The currency market and stock market are playing a key role in international business all over the world. It is necessary to understand the relationship between both markets so that the investors may be able to invest in a better way by taking the minimum risk. One issue with using global equity markets to make forex trading decisions is figuring out which leads which. Many factors move the stock market, but the strength of a country’s currency can have a surprisingly large bearing. Rising currencies may serve to help share prices in one country and hinder them in another. It largely depends on where companies in a country make their money – home or abroad.

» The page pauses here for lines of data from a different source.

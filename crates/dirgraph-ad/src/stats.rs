//! Run statistics.
//!
//! Counters are kept per stage and stored with each checkpoint, so a resumed
//! run reports the totals of the stages it did not redo.

use serde::{Deserialize, Serialize};
use tracing::{debug, warn};
use uuid::Uuid;

use dirgraph_connector::record::PrincipalKind;
use dirgraph_db::{IngestStage, PrincipalEdges, RunCheckpoint};

use crate::error::AdError;

/// Skip details kept per stage. Counts stay exact past this.
pub const MAX_SKIP_DETAILS: usize = 1000;

/// A record that was skipped, with enough context to find it again.
#[derive(Debug, Clone, PartialEq, Eq, Serialize, Deserialize)]
pub struct SkipRecord {
    pub dn: String,
    pub error_code: String,
    pub error: String,
    /// Where the failure happened: mapping, token_groups, security_descriptor, spn.
    pub phase: String,
}

/// Counters for one stage.
#[derive(Debug, Clone, Default, PartialEq, Eq, Serialize, Deserialize)]
pub struct StageStatistics {
    /// Records read from the directory.
    pub total: usize,
    /// Records written.
    pub processed: usize,
    /// Records that failed and were left out.
    pub skipped: usize,
    /// Records deliberately left out, e.g. machine accounts in the user stream.
    pub filtered: usize,
    pub token_groups: u64,
    pub aces: u64,
    pub delegations: u64,
    pub services: u64,
    pub malformed_spns: usize,
    pub delegations_resolved: u64,
    pub committed_batches: u64,
    pub skip_details: Vec<SkipRecord>,
}

impl StageStatistics {
    /// Record a principal written together with its edges.
    pub fn record_success(&mut self, edges: &PrincipalEdges) {
        self.processed += 1;
        self.token_groups += edges.token_groups.len() as u64;
        self.aces += edges.aces.len() as u64;
        self.delegations += edges.delegations.len() as u64;
    }

    /// Record a record that failed and was left out.
    pub fn record_skip(&mut self, dn: &str, error: &AdError, phase: &str) {
        self.skipped += 1;
        warn!(dn = %dn, phase = %phase, error_code = error.error_code(), error = %error, "Directory record skipped");
        self.push_detail(dn, error, phase);
    }

    pub fn record_filtered(&mut self, dn: &str, reason: &str) {
        self.filtered += 1;
        debug!(dn = %dn, reason = %reason, "Directory record filtered");
    }

    /// Record an SPN that did not parse. The owning record is still written.
    pub fn record_malformed_spn(&mut self, owner: &str, error: &AdError) {
        self.malformed_spns += 1;
        self.push_detail(owner, error, "spn");
    }

    fn push_detail(&mut self, dn: &str, error: &AdError, phase: &str) {
        if self.skip_details.len() < MAX_SKIP_DETAILS {
            self.skip_details.push(SkipRecord {
                dn: dn.to_string(),
                error_code: error.error_code().to_string(),
                error: error.to_string(),
                phase: phase.to_string(),
            });
        }
    }

    pub fn has_failures(&self) -> bool {
        self.skipped > 0 || self.malformed_spns > 0
    }

    pub fn to_json(&self) -> serde_json::Value {
        serde_json::to_value(self).unwrap_or(serde_json::json!({}))
    }
}

/// Outcome of a run, also stored as checkpoint statistics.
#[derive(Debug, Clone, PartialEq, Eq, Serialize, Deserialize)]
pub struct IngestReport {
    pub ad_id: Uuid,
    /// Last committed stage.
    pub stage: IngestStage,
    /// Stage the run was resumed from, if it was resumed.
    pub resumed_from: Option<IngestStage>,
    pub users: StageStatistics,
    pub machines: StageStatistics,
    pub groups: StageStatistics,
    pub services: StageStatistics,
}

impl IngestReport {
    pub fn new(ad_id: Uuid) -> Self {
        Self {
            ad_id,
            stage: IngestStage::Start,
            resumed_from: None,
            users: StageStatistics::default(),
            machines: StageStatistics::default(),
            groups: StageStatistics::default(),
            services: StageStatistics::default(),
        }
    }

    /// Rebuild the report of an interrupted run from its checkpoint.
    ///
    /// Statistics that do not parse are dropped; the stage always comes from
    /// the checkpoint row.
    pub fn from_checkpoint(checkpoint: &RunCheckpoint) -> Self {
        let stage = checkpoint.stage();
        let mut report = serde_json::from_value::<Self>(checkpoint.statistics.clone())
            .unwrap_or_else(|e| {
                warn!(ad_id = %checkpoint.ad_id, error = %e, "Checkpoint statistics unreadable");
                Self::new(checkpoint.ad_id)
            });
        report.ad_id = checkpoint.ad_id;
        report.stage = stage;
        report.resumed_from = Some(stage);
        report
    }

    pub fn stage_mut(&mut self, kind: PrincipalKind) -> &mut StageStatistics {
        match kind {
            PrincipalKind::User => &mut self.users,
            PrincipalKind::Machine => &mut self.machines,
            PrincipalKind::Group => &mut self.groups,
        }
    }

    pub fn stage_stats(&self, kind: PrincipalKind) -> &StageStatistics {
        match kind {
            PrincipalKind::User => &self.users,
            PrincipalKind::Machine => &self.machines,
            PrincipalKind::Group => &self.groups,
        }
    }

    pub fn is_complete(&self) -> bool {
        self.stage.is_terminal()
    }

    pub fn to_json(&self) -> serde_json::Value {
        serde_json::to_value(self).unwrap_or(serde_json::json!({}))
    }
}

Foreign currency rates have a direct impact on the price and value of stocks in foreign countries, and changes in exchange rates will increase or decrease the cost of doing business in a country, which will affect the price of stocks of companies doing business abroad. While long-term movements in exchange rates are affected by fundamental market forces of supply and demand and purchase price parity, short-term movements are driven by news, events and futures trading and are difficult to predict. Domestic investors invest more in the domestic market when there is an increase in prices of assets which in turn increase the demand for local currency and also increase the behavior of selling foreign assets.
The increase in demand for local currency will force the interest rates to become higher which will ultimately attract the foreign investors to invest and gain maximum benefit. The exchange rate of the local currency will appreciate against foreign currency and will show a negative relationship. Traditional approach advocates that there is a positive relationship between the stock market and exchange market and the causality runs from exchange rate to the stock market. It suggests that a positive relationship between stock prices and exchange rates exists when local currency depreciates and local firms become more competitive which leads to an increase in their exports. This will result in an ultimate increase in stock prices.

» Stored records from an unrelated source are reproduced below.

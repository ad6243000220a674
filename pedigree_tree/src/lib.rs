// Copyright 2025 the Pedigree Authors
// SPDX-License-Identifier: Apache-2.0 OR MIT

// After you edit the crate's doc comment, run this command, then check README.md for any missing links
// cargo rdme --workspace-project=pedigree_tree --heading-base-level=0

//! Pedigree Tree: an arena-based family tree model for pedigree charts.
//!
//! This crate holds the data model shared by the pedigree layout and connector
//! crates: one [`FamilyTree`] per render, addressed by copyable [`PersonId`]
//! handles. It deliberately knows nothing about coordinates or drawing; those
//! live in `pedigree_layout` and `pedigree_connectors`.
//!
//! The core concepts are:
//!
//! - [`FamilyTree`]: a flat arena of [`Person`] entries plus an optional root.
//!   Built once per render from external data, consumed by layout, then
//!   discarded. There is no removal or incremental mutation API.
//! - [`Ancestry`]: a tagged link to a person's parents. A person either has
//!   [no known ancestors](Ancestry::Unknown) or a [full couple](Ancestry::Couple)
//!   (father and mother). The one-parent state is unrepresentable.
//! - [`PersonKind`]: a real [individual](PersonKind::Individual) or an
//!   ["add person" placeholder](PersonKind::Placeholder) slot offered where a
//!   parent is missing.
//! - [`PersonDetails`]: display attributes (name parts, year range, avatar,
//!   navigation links). Opaque to every crate in this workspace; carried
//!   through untouched for the renderer.
//! - [`PersonRecord`]: the nested record shape in which external data arrives,
//!   and [`FamilyTree::from_record`], which flattens it into the arena and is
//!   the single place where malformed ancestry (exactly one parent) is
//!   rejected with [`TreeError::MalformedAncestry`].
//!
//! ## Minimal example
//!
//! ```rust
//! use pedigree_tree::{FamilyTree, PersonDetails, PersonKind};
//!
//! let mut tree = FamilyTree::new();
//! let child = tree.insert(PersonKind::Individual { id: 1 }, PersonDetails::default());
//! let father = tree.insert(PersonKind::Individual { id: 2 }, PersonDetails::default());
//! let mother = tree.insert(PersonKind::Individual { id: 3 }, PersonDetails::default());
//! tree.set_ancestry(child, father, mother);
//! tree.set_root(child);
//!
//! assert_eq!(tree.len(), 3);
//! assert_eq!(tree.root(), Some(child));
//! ```
//!
//! The ancestor direction is a tree by contract: at most one couple above each
//! person, a single root, and no cycles. Cycle-freedom is an input guarantee
//! from the data-loading collaborator, not re-checked here.
//!
//! This crate is `no_std` and uses `alloc`.

#![no_std]

extern crate alloc;

mod record;
mod tree;
mod types;

pub use record::{PersonRecord, TreeError};
pub use tree::{FamilyTree, Person};
pub use types::{Ancestry, ParentRole, PersonDetails, PersonId, PersonKind};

When you own shares from other countries around the globe, the diversification benefits come mainly from your currency exposure. Investments made in the U.S. are denominated in dollars, but unless you are hedging out the currency risk, owning international stocks means you are also subject to fluctuations in local currencies when converting back into dollars. When the dollar is strong, U.S. stocks tend to outperform international equities. And when the dollar is weak, international stocks tend to outperform. This is all from the perspective of a U.S.-based investor, and the relationships would be reversed for a foreign investor in U.S. stocks.
As a currency trader, it is always good to look for correlations between other financial markets. These links can effectively indicate the price direction, which is useful when it comes to making trading decisions. As a trader, you need to remember that there is no such thing as a fixed correlation. Over time, economic circumstances can change which can alter existing correlations. Stock markets and currency markets tend to react in a fairly stable manner to something like interest rate adjustments at this moment in time. However, as economic events unfold nothing is stopping this change.